My central thesis in preaching and teaching on Matthew is that one of the author’s major concerns in writing the gospel was teaching his readers how the community of faith was supposed to live together.
Being part of the faith community is a non-negotiable for Jesus. As I have said in the pulpit recently, there are no Lone Ranger Christians. You can’t follow Jesus all by yourself; the path of discipleship wasn’t designed to be a solitary road.
Sometimes we wish we could walk it by ourselves, because it’s not always easy to be part of a community. We might discover we are called to follow Jesus alongside people whom we may not particularly like. Or we may protest we are too “different.” Or we might say, “I’m not comfortable around people like that.” We might not like the way another member of the community prays or sings; we may disagree with their politics, or find their wardrobe distasteful.
But that’s all beside the point in the faith community, or “church,” if you like. When God calls us to follow , there is always a group of disciples ready to accompany us on our journey of faith. And these disciples are just as flawed and imperfect as you and I are. We learn on the road together. That’s the beauty and the struggle of church.
Fortunately, the Gospel of Matthew also gives us some great advice on how to navigate the conflict which will ultimately confront any church. In the eighteenth chapter, Jesus gives us a three-step process and one guiding principle by which disciples are supposed to handle conflict.
The three-step process goes like this:
1) “If your brother or sister sins against you, go and correct them when you are alone together. If they listen to you, then you’ve won over your brother or sister.” (Matthew 18:15)
This step is the best piece of advice I’ve ever heard, and as a pastor, it is the primary way I advise all staff and laypeople to act towards each other: if someone has wronged you, then you are supposed to go to that person directly and speak to them about it. Not to a third party, nor to Facebook, nor to anyone else.
This is also the least-followed piece of advice I have ever given. It’s difficult to confront people with whom you are in conflict. I know that because it’s hard for me, too. However, it’s the best way to address conflict, and it prevents things from circulating on the rumor mill or gossip circuit. Most conflict in the church would immediately cease if this practice were followed as a general rule by everyone.
However, Jesus recognized that this tactic wouldn’t always work …
2) “But if they won’t listen, take with you one or two others so that every word may be established by the mouth of two or three witnesses.” (Matthew 18:16)
If the situation escalates, Jesus recommends that you take one or two friends with you to confront the person with whom you feud. The presence of others keeps everyone honest, and can de-escalate tension.
But if that doesn’t work …
3) “But if they still won’t pay attention, report it to the church. If they won’t pay attention even to the church, treat them as you would a Gentile and tax collector.” (Matthew 18:17)
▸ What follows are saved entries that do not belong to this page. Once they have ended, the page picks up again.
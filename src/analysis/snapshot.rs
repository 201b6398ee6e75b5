//! Property summary - reduce a tenancy key's records to display-ready views

use crate::analysis::field::Field;
use crate::error::{Error, Result};
use crate::ingestion::types::TenancyRecord;
use chrono::NaiveDate;
use serde::Serialize;
use std::collections::HashMap;

/// Canonical single-property view of a tenancy key.
///
/// Scalar fields come from the first matched record (source order, which the
/// loader keeps chronological). A key that owns several properties is not merged:
/// `property_ids` lists them all so the caller can tell, and `property_listing`
/// gives one row per property.
#[derive(Debug, Clone, PartialEq, Serialize)]
pub struct PropertySnapshot {
    pub tenancy_key: i64,
    pub property_id: i64,
    pub property_ids: Vec<i64>,

    pub area: Field<String>,
    pub project: Field<String>,
    pub usage: Field<String>,
    pub property_size: Field<f64>,
    pub property_type: Field<String>,
    pub property_subtype: Field<String>,
    pub nearest_metro: Field<String>,
    pub nearest_mall: Field<String>,

    /// Earliest start across all matched records
    pub start_date: NaiveDate,
    /// Latest end across all matched records, never later than the evaluation date
    pub end_date: NaiveDate,
    /// True when the latest end was unbounded or in the future
    pub is_ongoing: bool,
}

/// One row of the per-property table under a tenancy key
#[derive(Debug, Clone, PartialEq, Serialize)]
pub struct PropertySummary {
    pub property_id: i64,
    pub area: Field<String>,
    pub project: Field<String>,
    pub usage: Field<String>,
    pub property_size: Field<f64>,
}

impl From<&TenancyRecord> for PropertySummary {
    fn from(record: &TenancyRecord) -> Self {
        PropertySummary {
            property_id: record.property_id,
            area: Field::cloned_from(&record.area),
            project: Field::cloned_from(&record.project),
            usage: Field::cloned_from(&record.usage),
            property_size: record.property_size.into(),
        }
    }
}

/// Build the snapshot for a non-empty set of matched records.
/// `today` bounds the reported end date.
pub fn build_snapshot(matched: &[&TenancyRecord], today: NaiveDate) -> Result<PropertySnapshot> {
    let first = *matched.first().ok_or(Error::EmptySelection)?;

    let start_date = matched
        .iter()
        .map(|r| r.start_date)
        .min()
        .unwrap_or(first.start_date);

    // A null end date is an open-ended tenancy and outranks any bounded one
    let latest_end = if matched.iter().any(|r| r.end_date.is_none()) {
        None
    } else {
        matched.iter().filter_map(|r| r.end_date).max()
    };
    let (end_date, is_ongoing) = match latest_end {
        Some(end) if end <= today => (end, false),
        _ => (today, true),
    };

    Ok(PropertySnapshot {
        tenancy_key: first.tenancy_key,
        property_id: first.property_id,
        property_ids: distinct_property_ids(matched),
        area: Field::cloned_from(&first.area),
        project: Field::cloned_from(&first.project),
        usage: Field::cloned_from(&first.usage),
        property_size: first.property_size.into(),
        property_type: Field::cloned_from(&first.property_type),
        property_subtype: Field::cloned_from(&first.property_subtype),
        nearest_metro: Field::cloned_from(&first.nearest_metro),
        nearest_mall: Field::cloned_from(&first.nearest_mall),
        start_date,
        end_date,
        is_ongoing,
    })
}

/// One summary per distinct property, in order of first appearance. When a
/// property has several records the last one wins, being the latest contract.
pub fn property_listing(matched: &[&TenancyRecord]) -> Vec<PropertySummary> {
    let mut listing: Vec<PropertySummary> = Vec::new();
    let mut positions: HashMap<i64, usize> = HashMap::new();

    for record in matched {
        let summary = PropertySummary::from(*record);
        match positions.get(&record.property_id) {
            Some(&idx) => listing[idx] = summary,
            None => {
                positions.insert(record.property_id, listing.len());
                listing.push(summary);
            }
        }
    }

    listing
}

fn distinct_property_ids(matched: &[&TenancyRecord]) -> Vec<i64> {
    let mut ids = Vec::new();
    for record in matched {
        if !ids.contains(&record.property_id) {
            ids.push(record.property_id);
        }
    }
    ids
}
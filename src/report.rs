//! Report assembly - everything the display layer needs for one tenancy key

use crate::analysis::{
    build_snapshot, exists, find_by_tenancy_key, find_project, price_history, property_listing,
    BuildingComparison, PricePoint, PropertySnapshot, PropertySummary,
};
use crate::error::Result;
use crate::ingestion::types::{Dataset, ProjectRecord, TenancyRecord};
use crate::session::Session;
use chrono::NaiveDate;
use serde::Serialize;
use tracing::debug;

/// Charts and building info for one expanded property
#[derive(Debug, Clone, Serialize)]
pub struct PropertyDetail {
    pub property_id: i64,
    pub price_history: Vec<PricePoint>,
    pub building: BuildingComparison,
    /// None when the building has no project entry (or no building is known)
    pub project: Option<ProjectRecord>,
    pub project_location: Option<geojson::Geometry>,
}

#[derive(Debug, Clone, Serialize)]
pub struct TenancyReport {
    pub tenancy_key: i64,
    /// Matched rows, in source order
    pub records: Vec<TenancyRecord>,
    pub snapshot: PropertySnapshot,
    pub properties: Vec<PropertySummary>,
    pub details: Vec<PropertyDetail>,
}

/// Result of one lookup interaction. None of these is an error.
#[derive(Debug, Clone, Serialize)]
#[serde(tag = "outcome", content = "data", rename_all = "snake_case")]
pub enum LookupOutcome {
    /// Nothing entered yet
    Idle,
    /// Input was not a number
    Invalid(String),
    NotFound(i64),
    Found(Box<TenancyReport>),
}

/// Build the report for `tenancy_key`, expanding the properties `session` asks for
pub fn build_report(
    dataset: &Dataset,
    tenancy_key: i64,
    session: &Session,
    today: NaiveDate,
) -> Result<LookupOutcome> {
    if !exists(&dataset.tenancy, tenancy_key) {
        return Ok(LookupOutcome::NotFound(tenancy_key));
    }

    let matched = find_by_tenancy_key(&dataset.tenancy, tenancy_key);
    let snapshot = build_snapshot(&matched, today)?;
    let properties = property_listing(&matched);
    debug!(
        "Tenancy key {} matched {} record(s), {} property id(s)",
        tenancy_key,
        matched.len(),
        properties.len()
    );

    let details = properties
        .iter()
        .filter(|p| session.is_expanded(p.property_id))
        .map(|p| property_detail(dataset, p))
        .collect();

    Ok(LookupOutcome::Found(Box::new(TenancyReport {
        tenancy_key,
        records: matched.into_iter().cloned().collect(),
        snapshot,
        properties,
        details,
    })))
}

fn property_detail(dataset: &Dataset, property: &PropertySummary) -> PropertyDetail {
    let project = property
        .project
        .value()
        .and_then(|name| find_project(&dataset.projects, name))
        .cloned();

    PropertyDetail {
        property_id: property.property_id,
        price_history: price_history(&dataset.tenancy, property.property_id),
        building: BuildingComparison::for_summary(&dataset.tenancy, property),
        project_location: project.as_ref().and_then(|p| p.location()),
        project,
    }
}
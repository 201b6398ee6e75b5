//! Core data types for the ingestion pipeline
//! Pure data structures with no behavior beyond simple accessors

use bytes::Bytes;
use chrono::{DateTime, NaiveDate, Utc};
use serde::Serialize;

/// Raw data from a source location - tagged unions
#[derive(Debug)]
pub enum RawData {
    Bytes(Bytes),
    /// CSV entry unpacked from a ZIP archive
    Extracted { entry: String, bytes: Vec<u8> },
}

impl RawData {
    pub fn as_bytes(&self) -> &[u8] {
        match self {
            RawData::Bytes(bytes) => &bytes[..],
            RawData::Extracted { bytes, .. } => &bytes[..],
        }
    }
}

/// One registered contract period for a property (a row of the tenancy export)
#[derive(Debug, Clone, PartialEq, Serialize)]
pub struct TenancyRecord {
    // Core identification
    pub tenancy_key: i64,
    pub property_id: i64,

    // Contract period
    pub registration_date: Option<NaiveDate>,
    pub start_date: NaiveDate,
    pub end_date: Option<NaiveDate>, // None = unbounded
    pub version: Option<String>,     // New / Renewed

    // Financial data
    pub contract_amount: i64,
    pub annual_amount: i64,

    // Property attributes
    pub property_size: Option<f64>, // sq.m
    pub area: Option<String>,
    pub project: Option<String>,
    pub usage: Option<String>,
    pub property_type: Option<String>,
    pub property_subtype: Option<String>,

    // Surroundings
    pub nearest_metro: Option<String>,
    pub nearest_mall: Option<String>,
}

/// Unit count of a project with the "was missing" flag kept apart from zero
#[derive(Debug, Clone, Copy, PartialEq, Eq, Serialize)]
pub struct UnitCount {
    pub value: i64,
    pub was_missing: bool,
}

impl UnitCount {
    pub fn from_source(value: Option<i64>) -> Self {
        match value {
            Some(value) => UnitCount {
                value,
                was_missing: false,
            },
            None => UnitCount {
                value: 0,
                was_missing: true,
            },
        }
    }
}

/// One building/complex (a row of the projects export)
#[derive(Debug, Clone, PartialEq, Serialize)]
pub struct ProjectRecord {
    pub project_name: String,
    pub developer_name: Option<String>,
    pub start_date: Option<NaiveDate>,
    pub completion_date: Option<NaiveDate>,
    pub area: Option<String>,
    pub total_units: UnitCount,
    pub latitude: Option<f64>,
    pub longitude: Option<f64>,
}

impl ProjectRecord {
    /// Stored coordinates as a GeoJSON point (longitude first, per RFC 7946)
    pub fn location(&self) -> Option<geojson::Geometry> {
        match (self.latitude, self.longitude) {
            (Some(lat), Some(lon)) => Some(geojson::Geometry::new(geojson::Value::Point(vec![
                lon, lat,
            ]))),
            _ => None,
        }
    }
}

/// Both tables of one load, immutable once built
#[derive(Debug, Clone)]
pub struct Dataset {
    pub tenancy: Vec<TenancyRecord>,
    pub projects: Vec<ProjectRecord>,
    pub loaded_at: DateTime<Utc>,
}

impl std::fmt::Display for Dataset {
    fn fmt(&self, f: &mut std::fmt::Formatter<'_>) -> std::fmt::Result {
        write!(
            f,
            "tenancy records: {}, projects: {}, loaded at: {}",
            self.tenancy.len(),
            self.projects.len(),
            self.loaded_at.format("%Y-%m-%d %H:%M:%S UTC")
        )
    }
}
//! Price history for one property

use crate::analysis::field::Field;
use crate::ingestion::types::TenancyRecord;
use chrono::NaiveDate;
use serde::Serialize;

/// One contract period of a property, as plotted on the price timeline
#[derive(Debug, Clone, PartialEq, Serialize)]
pub struct PricePoint {
    pub start_date: NaiveDate,
    pub end_date: Option<NaiveDate>,
    pub annual_amount: i64,
    pub contract_amount: i64,
    pub version: Field<String>,
}

/// Every contract for `property_id` in source order (chronological per property)
pub fn price_history(records: &[TenancyRecord], property_id: i64) -> Vec<PricePoint> {
    records
        .iter()
        .filter(|r| r.property_id == property_id)
        .map(|r| PricePoint {
            start_date: r.start_date,
            end_date: r.end_date,
            annual_amount: r.annual_amount,
            contract_amount: r.contract_amount,
            version: Field::cloned_from(&r.version),
        })
        .collect()
}

#[cfg(test)]
mod tests {
    use super::*;
    use crate::analysis::fixtures::{date, mock_record};

    #[test]
    fn test_price_history_for_one_property() {
        let later = TenancyRecord {
            start_date: date(2022, 1, 2),
            end_date: None,
            annual_amount: 97000,
            contract_amount: 97000,
            version: None,
            ..mock_record(2, 1001)
        };
        let records = vec![mock_record(1, 1001), mock_record(1, 1002), later];

        let history = price_history(&records, 1001);
        assert_eq!(history.len(), 2);
        assert_eq!(history[0].start_date, date(2021, 1, 1));
        assert_eq!(history[0].annual_amount, 90000);
        assert_eq!(history[0].version, Field::Value("New".to_string()));
        assert_eq!(history[1].annual_amount, 97000);
        assert_eq!(history[1].end_date, None);
        assert!(history[1].version.is_missing());

        assert!(history.windows(2).all(|w| w[0].start_date <= w[1].start_date));
    }

    #[test]
    fn test_unknown_property_has_no_history() {
        let records = vec![mock_record(1, 1001)];
        assert!(price_history(&records, 4242).is_empty());
    }
}
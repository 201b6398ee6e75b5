//! Error types for the tenancy lookup
//!
//! Only a failed source load is a hard stop. An unknown tenancy key, missing
//! fields and empty building comparisons are ordinary outcomes and are not
//! represented here.

use thiserror::Error;

#[derive(Error, Debug)]
pub enum Error {
    /// A tabular source could not be fetched or parsed
    #[error("Data unavailable from {location}: {reason}")]
    SourceUnavailable { location: String, reason: String },

    /// User input is not a tenancy key
    #[error("'{0}' is NOT a number")]
    InvalidKey(String),

    /// A snapshot was requested for an empty record set
    #[error("No tenancy records to summarise")]
    EmptySelection,

    /// Missing or invalid configuration
    #[error("Configuration error: {0}")]
    Config(String),
}

impl Error {
    pub fn source_unavailable(location: &str, err: anyhow::Error) -> Self {
        Error::SourceUnavailable {
            location: location.to_string(),
            reason: format!("{:#}", err),
        }
    }
}

/// Convenience Result type using the crate Error
pub type Result<T> = std::result::Result<T, Error>;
This step sounds extreme; in fact, it sounds as if it can be used as justification for kicking someone out of a church. But is that a bad thing?
Let me suggest some moderating thoughts about this passage:
First, I believe that this is an extreme step to be taken only when and if someone’s behavior is harming someone else. We can all think of situations in which a church member’s actions could be so destructive that we would have to take drastic measures to keep them from hurting people in the congregation.
However, this process ensures that there would be no arbitrary and punitive measure taken against anyone. If there is a problem, the offender is confronted privately first; if he or she doesn’t respond to mend the problem, only then is the matter widened to a larger group of people.
And third, scholars have argued that treating people like Gentiles and tax collectors isn’t as bad as it sounds. After all, we know how Jesus treated Gentiles and tax collectors — he ate and drank with them! He treated them as people worthy of his time and attention!
Finally, there is one overriding general principle that Jesus preaches about community life — forgiveness. Just after teaching this process of conflict resolution, Peter asked Jesus, “But what if the same person keeps sinning against me? How many times do I have to put up with it? How many times do I have to forgive — as many as seven times?”
We all know how Jesus answered: “Not seven times, but seventy times seven.”
Forgiveness is the heart of church life. This is the only thing that will hold us together in the end. For we will offend each other, we will sin against each other, and we will say harmful things and do hurtful things. That's just the way humans do each other.
But as the redeemed disciples of Jesus, we have a remedy for reconciliation — the ability to say, “I forgive you.”
Let’s learn to say that a little more frequently.